Offers with an acceptance deadline simplify life for the employer, so they do
that. Refusing to accept the deadlines or reneging on acceptances simplifies
life for the applicants, so they do that. Employers can respond by rescinding
offers when someone better comes along, which applicants can counter by
accepting and holding as many offers as possible. Employers then realize they
must make multiple offers for each position with the intention of rescinding
those made to applicants worse than the best one which accepted. Applicants
likewise renege on every acceptance except the one from their most favored
employer amongst the employers that extended them offers. The time scales on
which this all happens compress until it is essentially one big chaotic race
condition. When everyone is predictably acting in support of their own
interests, the outcome is also somewhat predictable.

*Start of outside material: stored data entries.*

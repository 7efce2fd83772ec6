//! Partition selection strategies.
//!
//! A [`Partitioner`] is the only way a template guarantees that records
//! sharing a key land on the same partition, and therefore keep their
//! relative order. Returning `None` leaves the choice to the broker client.

use super::client::PartitionInfo;

/// Picks the target partition of a record.
///
/// `partitions` is the snapshot cached when the producer was built. For
/// per-key ordering the result must be a pure function of
/// `(topic, key, value, partitions)`.
pub trait Partitioner<T>: Send + Sync {
    fn partition(
        &self,
        topic: &str,
        key: Option<&str>,
        value: &T,
        encoded: &[u8],
        partitions: &[PartitionInfo],
    ) -> Option<i32>;
}

impl<T, F> Partitioner<T> for F
where
    F: Fn(&str, Option<&str>, &T, &[u8], &[PartitionInfo]) -> Option<i32> + Send + Sync,
{
    fn partition(
        &self,
        topic: &str,
        key: Option<&str>,
        value: &T,
        encoded: &[u8],
        partitions: &[PartitionInfo],
    ) -> Option<i32> {
        self(topic, key, value, encoded, partitions)
    }
}

/// Routes keyed records the way the Java client's default partitioner does:
/// `toPositive(murmur2(key)) % partition_count`.
///
/// Keyless records are left to the broker client.
#[derive(Debug, Clone, Copy, Default)]
pub struct KeyHashPartitioner;

impl<T> Partitioner<T> for KeyHashPartitioner {
    fn partition(
        &self,
        _topic: &str,
        key: Option<&str>,
        _value: &T,
        _encoded: &[u8],
        partitions: &[PartitionInfo],
    ) -> Option<i32> {
        let key = key?;
        if partitions.is_empty() {
            return None;
        }
        let index = (murmur2(key.as_bytes()) & 0x7fff_ffff) as usize % partitions.len();
        Some(partitions[index].partition)
    }
}

/// Kafka-compatible murmur2 hash (seed `0x9747b28c`).
pub fn murmur2(data: &[u8]) -> u32 {
    const SEED: u32 = 0x9747_b28c;
    const M: u32 = 0x5bd1_e995;
    const R: u32 = 24;

    let len = data.len();
    let mut h: u32 = SEED ^ (len as u32);

    let mut chunks = data.chunks_exact(4);
    for chunk in &mut chunks {
        let mut k = u32::from_le_bytes([chunk[0], chunk[1], chunk[2], chunk[3]]);
        k = k.wrapping_mul(M);
        k ^= k >> R;
        k = k.wrapping_mul(M);
        h = h.wrapping_mul(M);
        h ^= k;
    }

    let tail = chunks.remainder();
    if tail.len() >= 3 {
        h ^= (tail[2] as u32) << 16;
    }
    if tail.len() >= 2 {
        h ^= (tail[1] as u32) << 8;
    }
    if !tail.is_empty() {
        h ^= tail[0] as u32;
        h = h.wrapping_mul(M);
    }

    h ^= h >> 13;
    h = h.wrapping_mul(M);
    h ^= h >> 15;

    h
}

It's interesting to observe the tech intern labor market retrace the path that
other candidate / organization matching processes, ranging from sorority rush
to medical residency applications, have gone down. The amusing bit is that the
apparent endgame, where both sides submit ranklists to a central clearinghouse
that uses some form of the stable marriage algorithm, sounds like something a
tech company came up with.

------
jackowayed
Several people are looking at this from the employer side and claiming that
this should be acceptable because it's hard when you have one position to fill
and someone has a lock on it for a long time.

While that is valid, especially for smaller companies, many companies
definitely use this when that reasoning doesn't hold. I'm about to receive an
offer for the summer from [very big company] that employs ~1000 interns in the
location where I'd be. I would guess that the team I'll be on has several
other intern slots. Despite that, and despite the fact that I wouldn't start
my internship for 7 months, from what I hear they will definitely give me a
short deadline to decide.

This is purely a matter of them trying to get me to commit while my visit to
them is fresh in my mind and before I can apply and consider too broadly.

And while, from an ethical standpoint, you can make the claim that it's "hard"
for employers and they "need" this, hiring people is also hard for employers.
You can try to shift your burdens on to potential employees, but that's going
to hurt you in the competition for talent. Any time that you are less
employee-friendly than other companies, even with legitimate reason, you might
lose out.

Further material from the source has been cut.